▸ To do
Report back the lines in this listing that carry the string "serde".

▸ Data shown
+ + + + + + +

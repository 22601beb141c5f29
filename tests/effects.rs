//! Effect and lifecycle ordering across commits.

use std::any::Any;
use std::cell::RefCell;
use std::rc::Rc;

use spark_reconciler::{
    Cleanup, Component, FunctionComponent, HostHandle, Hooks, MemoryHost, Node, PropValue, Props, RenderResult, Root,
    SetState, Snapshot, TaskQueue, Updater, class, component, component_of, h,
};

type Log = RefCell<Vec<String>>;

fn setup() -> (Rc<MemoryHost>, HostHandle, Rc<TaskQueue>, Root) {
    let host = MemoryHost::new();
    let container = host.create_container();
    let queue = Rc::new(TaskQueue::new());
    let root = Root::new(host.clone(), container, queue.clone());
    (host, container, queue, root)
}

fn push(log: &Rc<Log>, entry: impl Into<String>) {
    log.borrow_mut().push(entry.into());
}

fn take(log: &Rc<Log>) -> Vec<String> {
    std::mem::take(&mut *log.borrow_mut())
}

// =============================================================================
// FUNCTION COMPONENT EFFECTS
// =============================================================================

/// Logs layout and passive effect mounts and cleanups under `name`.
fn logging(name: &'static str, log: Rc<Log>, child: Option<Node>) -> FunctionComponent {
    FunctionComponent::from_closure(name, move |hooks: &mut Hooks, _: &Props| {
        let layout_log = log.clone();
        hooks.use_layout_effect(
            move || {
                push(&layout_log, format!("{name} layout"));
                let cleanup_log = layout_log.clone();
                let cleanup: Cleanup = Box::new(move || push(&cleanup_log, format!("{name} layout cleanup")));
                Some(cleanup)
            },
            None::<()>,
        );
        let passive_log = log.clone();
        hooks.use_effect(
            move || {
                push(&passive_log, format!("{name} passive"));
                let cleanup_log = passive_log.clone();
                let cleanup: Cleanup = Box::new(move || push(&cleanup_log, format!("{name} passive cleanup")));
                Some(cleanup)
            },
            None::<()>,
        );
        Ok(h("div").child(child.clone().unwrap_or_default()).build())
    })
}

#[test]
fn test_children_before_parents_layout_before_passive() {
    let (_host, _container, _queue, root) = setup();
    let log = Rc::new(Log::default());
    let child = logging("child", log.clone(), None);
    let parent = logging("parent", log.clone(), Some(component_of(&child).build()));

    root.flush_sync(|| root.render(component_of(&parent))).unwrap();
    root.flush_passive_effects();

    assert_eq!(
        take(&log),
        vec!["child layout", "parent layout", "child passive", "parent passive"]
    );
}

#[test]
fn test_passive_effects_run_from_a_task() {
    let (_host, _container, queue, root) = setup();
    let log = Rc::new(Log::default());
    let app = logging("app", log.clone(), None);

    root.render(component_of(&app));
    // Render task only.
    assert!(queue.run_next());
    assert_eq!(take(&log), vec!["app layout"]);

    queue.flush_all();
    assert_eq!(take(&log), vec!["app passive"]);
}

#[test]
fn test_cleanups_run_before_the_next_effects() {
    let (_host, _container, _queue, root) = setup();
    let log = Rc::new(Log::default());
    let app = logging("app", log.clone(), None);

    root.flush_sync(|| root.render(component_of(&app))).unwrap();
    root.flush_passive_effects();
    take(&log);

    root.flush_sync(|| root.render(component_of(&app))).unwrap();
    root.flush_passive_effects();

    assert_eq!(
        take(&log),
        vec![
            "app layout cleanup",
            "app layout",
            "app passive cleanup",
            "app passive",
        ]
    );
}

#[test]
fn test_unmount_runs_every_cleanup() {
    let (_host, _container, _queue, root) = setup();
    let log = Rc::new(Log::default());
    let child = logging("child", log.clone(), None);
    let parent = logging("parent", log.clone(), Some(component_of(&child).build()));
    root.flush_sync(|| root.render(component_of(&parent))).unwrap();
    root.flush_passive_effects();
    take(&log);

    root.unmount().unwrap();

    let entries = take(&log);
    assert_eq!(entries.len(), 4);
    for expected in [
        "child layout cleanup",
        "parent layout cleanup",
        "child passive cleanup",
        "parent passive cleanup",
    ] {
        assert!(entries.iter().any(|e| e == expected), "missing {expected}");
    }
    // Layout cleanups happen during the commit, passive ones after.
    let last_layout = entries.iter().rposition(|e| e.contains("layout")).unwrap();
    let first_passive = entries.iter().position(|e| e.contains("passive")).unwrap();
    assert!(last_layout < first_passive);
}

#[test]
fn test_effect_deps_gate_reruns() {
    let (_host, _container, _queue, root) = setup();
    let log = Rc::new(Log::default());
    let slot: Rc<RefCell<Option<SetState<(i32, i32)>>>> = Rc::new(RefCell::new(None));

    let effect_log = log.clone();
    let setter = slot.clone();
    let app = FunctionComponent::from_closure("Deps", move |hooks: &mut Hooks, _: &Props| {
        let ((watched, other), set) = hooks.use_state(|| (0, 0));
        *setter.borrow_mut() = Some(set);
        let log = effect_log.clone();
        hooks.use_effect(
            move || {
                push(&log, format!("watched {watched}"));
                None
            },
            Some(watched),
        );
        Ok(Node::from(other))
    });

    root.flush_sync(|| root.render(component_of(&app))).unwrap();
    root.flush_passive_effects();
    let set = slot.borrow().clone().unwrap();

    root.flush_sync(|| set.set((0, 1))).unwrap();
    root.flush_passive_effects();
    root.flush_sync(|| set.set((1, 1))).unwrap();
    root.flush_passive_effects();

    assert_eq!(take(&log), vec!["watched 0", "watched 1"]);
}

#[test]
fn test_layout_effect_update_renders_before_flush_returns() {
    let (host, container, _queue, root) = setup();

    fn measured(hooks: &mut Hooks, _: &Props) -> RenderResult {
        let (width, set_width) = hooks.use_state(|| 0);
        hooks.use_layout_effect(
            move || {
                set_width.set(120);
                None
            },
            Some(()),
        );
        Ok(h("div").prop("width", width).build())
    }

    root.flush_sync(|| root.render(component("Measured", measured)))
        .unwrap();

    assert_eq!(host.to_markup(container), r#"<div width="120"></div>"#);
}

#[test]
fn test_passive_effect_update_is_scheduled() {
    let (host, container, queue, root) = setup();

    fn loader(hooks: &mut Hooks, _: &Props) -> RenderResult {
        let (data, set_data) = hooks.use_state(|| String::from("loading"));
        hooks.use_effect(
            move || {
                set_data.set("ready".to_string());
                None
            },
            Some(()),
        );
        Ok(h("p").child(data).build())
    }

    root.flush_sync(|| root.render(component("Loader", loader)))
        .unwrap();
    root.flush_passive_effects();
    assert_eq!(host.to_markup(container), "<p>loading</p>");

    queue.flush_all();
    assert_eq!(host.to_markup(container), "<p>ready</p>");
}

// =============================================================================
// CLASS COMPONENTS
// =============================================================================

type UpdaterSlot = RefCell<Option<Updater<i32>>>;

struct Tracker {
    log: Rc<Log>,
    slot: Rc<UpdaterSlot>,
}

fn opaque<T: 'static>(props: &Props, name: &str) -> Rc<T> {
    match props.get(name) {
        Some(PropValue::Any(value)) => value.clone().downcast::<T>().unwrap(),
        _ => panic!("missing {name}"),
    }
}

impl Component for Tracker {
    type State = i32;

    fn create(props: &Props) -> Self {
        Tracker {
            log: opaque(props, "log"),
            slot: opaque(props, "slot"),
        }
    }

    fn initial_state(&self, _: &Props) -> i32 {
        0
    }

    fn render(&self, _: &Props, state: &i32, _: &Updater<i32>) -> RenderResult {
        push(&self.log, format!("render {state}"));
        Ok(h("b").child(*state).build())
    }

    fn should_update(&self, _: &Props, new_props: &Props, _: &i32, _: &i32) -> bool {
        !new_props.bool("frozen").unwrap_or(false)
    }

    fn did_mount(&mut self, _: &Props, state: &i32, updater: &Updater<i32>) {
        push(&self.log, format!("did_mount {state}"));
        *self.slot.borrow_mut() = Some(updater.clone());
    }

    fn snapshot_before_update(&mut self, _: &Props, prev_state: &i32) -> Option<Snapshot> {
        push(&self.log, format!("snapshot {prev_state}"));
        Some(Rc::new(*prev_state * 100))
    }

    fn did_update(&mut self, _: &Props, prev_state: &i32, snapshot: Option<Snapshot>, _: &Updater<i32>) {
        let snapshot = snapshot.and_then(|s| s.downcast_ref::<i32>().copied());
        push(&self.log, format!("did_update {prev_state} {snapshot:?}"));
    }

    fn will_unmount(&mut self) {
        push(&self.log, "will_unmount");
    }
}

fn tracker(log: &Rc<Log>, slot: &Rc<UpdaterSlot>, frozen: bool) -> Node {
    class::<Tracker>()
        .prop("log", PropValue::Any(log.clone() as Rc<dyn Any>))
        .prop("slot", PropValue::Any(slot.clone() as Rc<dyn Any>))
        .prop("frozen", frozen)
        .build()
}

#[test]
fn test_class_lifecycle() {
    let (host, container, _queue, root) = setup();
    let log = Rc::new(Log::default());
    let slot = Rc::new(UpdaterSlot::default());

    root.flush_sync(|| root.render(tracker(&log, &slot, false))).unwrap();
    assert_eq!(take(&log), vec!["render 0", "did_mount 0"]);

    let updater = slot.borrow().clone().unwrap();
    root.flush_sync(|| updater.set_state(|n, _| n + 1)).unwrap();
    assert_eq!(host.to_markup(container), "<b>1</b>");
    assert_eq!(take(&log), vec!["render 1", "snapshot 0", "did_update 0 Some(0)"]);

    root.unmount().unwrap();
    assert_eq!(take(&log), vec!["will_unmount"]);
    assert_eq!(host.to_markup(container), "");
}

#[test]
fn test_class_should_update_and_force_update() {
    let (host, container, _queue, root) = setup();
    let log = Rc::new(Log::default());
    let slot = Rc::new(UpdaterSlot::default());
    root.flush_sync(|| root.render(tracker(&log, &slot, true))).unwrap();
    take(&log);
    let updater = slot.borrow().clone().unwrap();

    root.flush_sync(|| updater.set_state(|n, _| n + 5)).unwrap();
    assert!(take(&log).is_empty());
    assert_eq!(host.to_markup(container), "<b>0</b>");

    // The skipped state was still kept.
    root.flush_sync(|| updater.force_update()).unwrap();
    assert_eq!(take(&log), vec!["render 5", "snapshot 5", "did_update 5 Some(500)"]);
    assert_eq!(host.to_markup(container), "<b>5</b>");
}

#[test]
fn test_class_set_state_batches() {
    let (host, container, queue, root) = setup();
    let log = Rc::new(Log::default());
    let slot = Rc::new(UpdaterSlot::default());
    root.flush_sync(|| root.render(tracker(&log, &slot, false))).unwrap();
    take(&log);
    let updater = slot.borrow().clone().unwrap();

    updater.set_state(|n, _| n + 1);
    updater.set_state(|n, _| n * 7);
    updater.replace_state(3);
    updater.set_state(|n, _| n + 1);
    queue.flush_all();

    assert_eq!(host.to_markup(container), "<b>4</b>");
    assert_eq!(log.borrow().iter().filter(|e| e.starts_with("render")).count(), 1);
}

+ + + + + + +

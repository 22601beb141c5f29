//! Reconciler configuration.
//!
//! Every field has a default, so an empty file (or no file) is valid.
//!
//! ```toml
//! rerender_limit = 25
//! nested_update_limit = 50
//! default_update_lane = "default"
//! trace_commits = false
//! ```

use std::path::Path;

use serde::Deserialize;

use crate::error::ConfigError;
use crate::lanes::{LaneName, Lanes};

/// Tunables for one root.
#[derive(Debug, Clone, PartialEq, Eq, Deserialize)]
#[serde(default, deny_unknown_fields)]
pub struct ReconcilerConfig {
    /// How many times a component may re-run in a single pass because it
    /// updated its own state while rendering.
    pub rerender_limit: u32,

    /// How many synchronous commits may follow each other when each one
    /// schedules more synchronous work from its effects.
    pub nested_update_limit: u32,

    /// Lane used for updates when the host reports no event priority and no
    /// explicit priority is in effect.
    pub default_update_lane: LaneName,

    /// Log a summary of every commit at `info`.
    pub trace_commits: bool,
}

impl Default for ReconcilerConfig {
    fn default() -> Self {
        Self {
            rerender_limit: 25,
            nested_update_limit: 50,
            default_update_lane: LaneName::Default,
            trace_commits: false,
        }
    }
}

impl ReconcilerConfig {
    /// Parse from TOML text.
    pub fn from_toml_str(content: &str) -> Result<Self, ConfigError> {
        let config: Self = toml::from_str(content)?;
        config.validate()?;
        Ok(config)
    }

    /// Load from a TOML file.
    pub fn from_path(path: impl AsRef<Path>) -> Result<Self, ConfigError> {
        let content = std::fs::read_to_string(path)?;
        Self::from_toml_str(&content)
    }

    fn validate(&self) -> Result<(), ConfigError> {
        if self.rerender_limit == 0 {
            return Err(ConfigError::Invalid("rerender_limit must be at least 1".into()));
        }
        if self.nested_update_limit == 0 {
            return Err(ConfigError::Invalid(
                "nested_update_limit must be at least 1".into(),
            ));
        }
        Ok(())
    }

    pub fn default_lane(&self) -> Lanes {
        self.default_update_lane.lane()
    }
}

+ + + + + + +

▸ Written response
use serde::Deserialize;
#[serde(default, deny_unknown_fields)]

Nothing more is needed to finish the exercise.